Bellissime le scenografie, non a livello di quelle italiane, ma comunque funzionali. Presente un ragno, qualche serpentello e un giaguaro nero, forse un po' poco, ma considerato che il budget raggranellato da Roth e soci è praticamente zero, non c'è da lamentarsi. Sono stati appena 6 i milioni di dollari investiti per quello che è stato un successo di mercato comunque inferiore alle attese. 

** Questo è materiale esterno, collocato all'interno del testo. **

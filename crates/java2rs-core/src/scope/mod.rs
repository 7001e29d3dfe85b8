//! Scope model.
//!
//! One [`ScopeTracker`] per compilation unit records the lexical block tree
//! together with the declarations, usages and mutations of every name. The
//! emitter queries it to pick `let` vs `let mut`, to self-qualify members and
//! to resolve shadowed names.

use std::collections::BTreeSet;

use indexmap::IndexMap;
use thiserror::Error;

use crate::ast::{NodeId, SourceRange, SyntaxTree};
use crate::diagnostics::Diagnostic;
use crate::types::{TypeDescription, TypeTable};

pub mod collect;

#[cfg(test)]
mod tests;

pub use collect::build_scopes;

#[derive(Error, Debug, Clone, PartialEq)]
pub enum ScopeError {
    #[error("Block for {node} (line {line}) escapes its enclosing block for {parent}")]
    Containment {
        node: NodeId,
        parent: NodeId,
        line: usize,
    },

    #[error("'{name}' is already declared in this block (line {line})")]
    Redeclared { name: String, line: usize },

    #[error("No open block")]
    NoOpenBlock,
}

/// Handle of a block inside its tracker
pub type BlockId = usize;

#[derive(Debug, Clone, Copy, PartialEq, Eq)]
pub enum DeclKind {
    Local,
    Param,
    Field { is_static: bool },
    Method { is_static: bool },
    Type,
    EnumConstant,
}

impl DeclKind {
    /// Member of a type rather than a local binding
    pub fn is_member(self) -> bool {
        matches!(
            self,
            DeclKind::Field { .. } | DeclKind::Method { .. } | DeclKind::EnumConstant
        )
    }
}

#[derive(Debug, Clone, PartialEq)]
pub struct Declaration {
    pub name: String,
    pub node: NodeId,
    pub kind: DeclKind,
    pub ty: TypeDescription,
    /// Start byte of the declaring node
    pub position: usize,
}

/// A lexical scope bound to one source range
#[derive(Debug, Clone)]
pub struct Block {
    pub id: BlockId,
    pub node: NodeId,
    pub range: SourceRange,
    pub parent: Option<BlockId>,
    pub children: Vec<BlockId>,
    declarations: IndexMap<String, Declaration>,
    usages: IndexMap<String, Vec<NodeId>>,
    changes: IndexMap<String, Vec<NodeId>>,
}

impl Block {
    fn new(id: BlockId, node: NodeId, range: SourceRange, parent: Option<BlockId>) -> Self {
        Self {
            id,
            node,
            range,
            parent,
            children: Vec::new(),
            declarations: IndexMap::new(),
            usages: IndexMap::new(),
            changes: IndexMap::new(),
        }
    }

    pub fn size(&self) -> usize {
        self.range.size()
    }

    pub fn declaration(&self, name: &str) -> Option<&Declaration> {
        self.declarations.get(name)
    }

    pub fn declarations(&self) -> impl Iterator<Item = &Declaration> {
        self.declarations.values()
    }

    pub fn usages(&self, name: &str) -> &[NodeId] {
        self.usages.get(name).map(Vec::as_slice).unwrap_or(&[])
    }

    pub fn changes(&self, name: &str) -> &[NodeId] {
        self.changes.get(name).map(Vec::as_slice).unwrap_or(&[])
    }
}

/// Per-unit scope state
#[derive(Debug, Default)]
pub struct ScopeTracker {
    stack: Vec<BlockId>,
    blocks: Vec<Block>,
    throwing_routines: BTreeSet<String>,
    imports: Vec<String>,
    pub types: TypeTable,
    /// Routine whose body is being emitted
    pub current_routine: Option<NodeId>,
    /// Inside a constructor body rendered as a factory function
    pub in_factory: bool,
    try_count: usize,
    diagnostics: Vec<Diagnostic>,
}

impl ScopeTracker {
    pub fn new(node_count: usize) -> Self {
        Self {
            types: TypeTable::new(node_count),
            ..Self::default()
        }
    }

    /// Open a block for `node`; it must nest inside the current block
    pub fn push_block(&mut self, tree: &SyntaxTree, node: NodeId) -> Result<BlockId, ScopeError> {
        let range = tree.range(node);
        let parent = self.stack.last().copied();
        if let Some(parent) = parent {
            let enclosing = &self.blocks[parent - 1];
            if !enclosing.range.contains(&range) {
                return Err(ScopeError::Containment {
                    node,
                    parent: enclosing.node,
                    line: range.start.line,
                });
            }
        }
        let id = self.blocks.len() + 1;
        self.blocks.push(Block::new(id, node, range, parent));
        if let Some(parent) = parent {
            self.blocks[parent - 1].children.push(id);
        }
        self.stack.push(id);
        Ok(id)
    }

    /// Close the current block; closing the outermost one runs the structural check
    pub fn pop_block(&mut self) -> Result<(), ScopeError> {
        self.stack.pop().ok_or(ScopeError::NoOpenBlock)?;
        if self.stack.is_empty() {
            for problem in self.check_structure() {
                self.diagnostics.push(Diagnostic::advisory(problem));
            }
        }
        Ok(())
    }

    fn current(&self) -> Result<BlockId, ScopeError> {
        self.stack.last().copied().ok_or(ScopeError::NoOpenBlock)
    }

    /// Whether the innermost open block already binds `name`
    pub fn declared_in_current(&self, name: &str) -> bool {
        self.current()
            .ok()
            .and_then(|id| self.block(id))
            .is_some_and(|b| b.declaration(name).is_some())
    }

    /// Bind `name` in the innermost open block
    pub fn add_declaration(
        &mut self,
        tree: &SyntaxTree,
        name: &str,
        ty: TypeDescription,
        node: NodeId,
        kind: DeclKind,
    ) -> Result<(), ScopeError> {
        let block = self.current()?;
        let range = tree.range(node);
        let declarations = &mut self.blocks[block - 1].declarations;
        if declarations.contains_key(name) {
            return Err(ScopeError::Redeclared {
                name: name.to_string(),
                line: range.start.line,
            });
        }
        declarations.insert(
            name.to_string(),
            Declaration {
                name: name.to_string(),
                node,
                kind,
                ty,
                position: range.start_byte,
            },
        );
        Ok(())
    }

    pub fn add_usage(&mut self, name: &str, node: NodeId) -> Result<(), ScopeError> {
        let block = self.current()?;
        self.blocks[block - 1]
            .usages
            .entry(name.to_string())
            .or_default()
            .push(node);
        Ok(())
    }

    pub fn add_change(&mut self, name: &str, node: NodeId) -> Result<(), ScopeError> {
        let block = self.current()?;
        self.blocks[block - 1]
            .changes
            .entry(name.to_string())
            .or_default()
            .push(node);
        Ok(())
    }

    pub fn blocks(&self) -> &[Block] {
        &self.blocks
    }

    pub fn block(&self, id: BlockId) -> Option<&Block> {
        id.checked_sub(1).and_then(|i| self.blocks.get(i))
    }

    pub fn root(&self) -> Option<&Block> {
        self.blocks.first()
    }

    /// Innermost block whose range spans `range`, descending from the root
    pub fn innermost_block(&self, range: &SourceRange) -> Option<&Block> {
        let mut current = self.root().filter(|root| root.range.contains(range))?;
        'descend: loop {
            for child in &current.children {
                let child = &self.blocks[child - 1];
                if child.range.contains(range) {
                    current = child;
                    continue 'descend;
                }
            }
            return Some(current);
        }
    }

    /// Declaration `name` refers to at `reference`, honoring shadowing
    pub fn find_declaration(
        &self,
        tree: &SyntaxTree,
        name: &str,
        reference: NodeId,
    ) -> Option<&Declaration> {
        let range = tree.range(reference);
        let mut block = self.innermost_block(&range);
        while let Some(current) = block {
            if let Some(decl) = current.declaration(name) {
                let visible = match decl.kind {
                    DeclKind::Local => decl.position <= range.start_byte,
                    _ => true,
                };
                if visible {
                    return Some(decl);
                }
            }
            block = current.parent.and_then(|p| self.block(p));
        }
        None
    }

    /// Whether `name` is assigned in the block containing `reference`, or in a
    /// descendant block that does not declare its own `name`
    pub fn is_changed(&self, tree: &SyntaxTree, name: &str, reference: NodeId) -> bool {
        match self.innermost_block(&tree.range(reference)) {
            Some(block) => self.changed_below(block, name),
            None => false,
        }
    }

    fn changed_below(&self, block: &Block, name: &str) -> bool {
        if !block.changes(name).is_empty() {
            return true;
        }
        block.children.iter().any(|child| {
            let child = &self.blocks[child - 1];
            child.declaration(name).is_none() && self.changed_below(child, name)
        })
    }

    /// Structural integrity problems: overlapping siblings, several or
    /// non-dominant roots, blocks left open
    pub fn check_structure(&self) -> Vec<String> {
        let mut problems = Vec::new();
        let roots: Vec<&Block> = self.blocks.iter().filter(|b| b.parent.is_none()).collect();
        if roots.len() != 1 {
            problems.push(format!("expected one root block, found {}", roots.len()));
        }
        if let Some(root) = roots.first() {
            if let Some(larger) = self.blocks.iter().find(|b| b.size() > root.size()) {
                problems.push(format!(
                    "block at line {} is larger than the root block",
                    larger.range.start.line
                ));
            }
        }
        for block in &self.blocks {
            for (i, a) in block.children.iter().enumerate() {
                for b in &block.children[i + 1..] {
                    let (a, b) = (&self.blocks[a - 1], &self.blocks[b - 1]);
                    if a.range.overlaps(&b.range) {
                        problems.push(format!(
                            "blocks at lines {} and {} overlap",
                            a.range.start.line, b.range.start.line
                        ));
                    }
                }
            }
        }
        if !self.stack.is_empty() {
            problems.push(format!("{} block(s) left open", self.stack.len()));
        }
        problems
    }

    pub fn mark_throwing(&mut self, routine: &str) {
        self.throwing_routines.insert(routine.to_string());
    }

    pub fn is_throwing(&self, routine: &str) -> bool {
        self.throwing_routines.contains(routine)
    }

    pub fn add_import(&mut self, path: &str) {
        self.imports.push(path.to_string());
    }

    pub fn imports(&self) -> &[String] {
        &self.imports
    }

    /// Allocate the next try label number for this unit
    pub fn next_try(&mut self) -> usize {
        self.try_count += 1;
        self.try_count
    }

    pub fn advise(&mut self, diagnostic: Diagnostic) {
        self.diagnostics.push(diagnostic);
    }

    pub fn diagnostics(&self) -> &[Diagnostic] {
        &self.diagnostics
    }

    pub fn take_diagnostics(&mut self) -> Vec<Diagnostic> {
        std::mem::take(&mut self.diagnostics)
    }
}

Curioso il cast artistico formato da attori poco conosciuti ma ben diretti. Roth è bravo soprattutto nella direzione degli attori piuttosto che nella scelta delle inquadrature o nell'offrire sequenze di particolare rilievo tecnico. Sono i cileni Lorenza Izzo e Ariel Levy (sembra Fernando Alonso) a ricevere i ruoli principali. Brava soprattutto la Izzo, modella classe 1989 dai tratti europei, scoperta da Roth, insieme a Levy, in occasione di Afetrshock(2012), pellicola interpretata e prodotta da Eli Roth per la regia del cileno Nicolas Lopez (coproduttore in occasione di Green Inferno).Ruolo da comprimaria per Sky Ferreira (non impressiona), giovane cantante - genere dance-pop - americana, in una delle sue rare apparizioni cinematografiche. Il resto sono prevalentemente attori provenienti dai circuiti televisivi, chiamati a urlare e disperarsi. Non male i costumi (indigeni dipinti di rosso, giallo o nero a seconda della gerarchia), sufficiente la fotografia di Quercia. Anonima la colonna sonora. 

Si dice che Roth stia lavorando a un secondo episodio, francamente non se ne sente la mancanza. Solo per fanatici del genere cannibalico. Niente di nuovo, ma funzionale a ricordare i bei tempi dell'horror italiano. Si astengano i suscettibili e coloro a cui da fastidio la vista del sangue. Violento.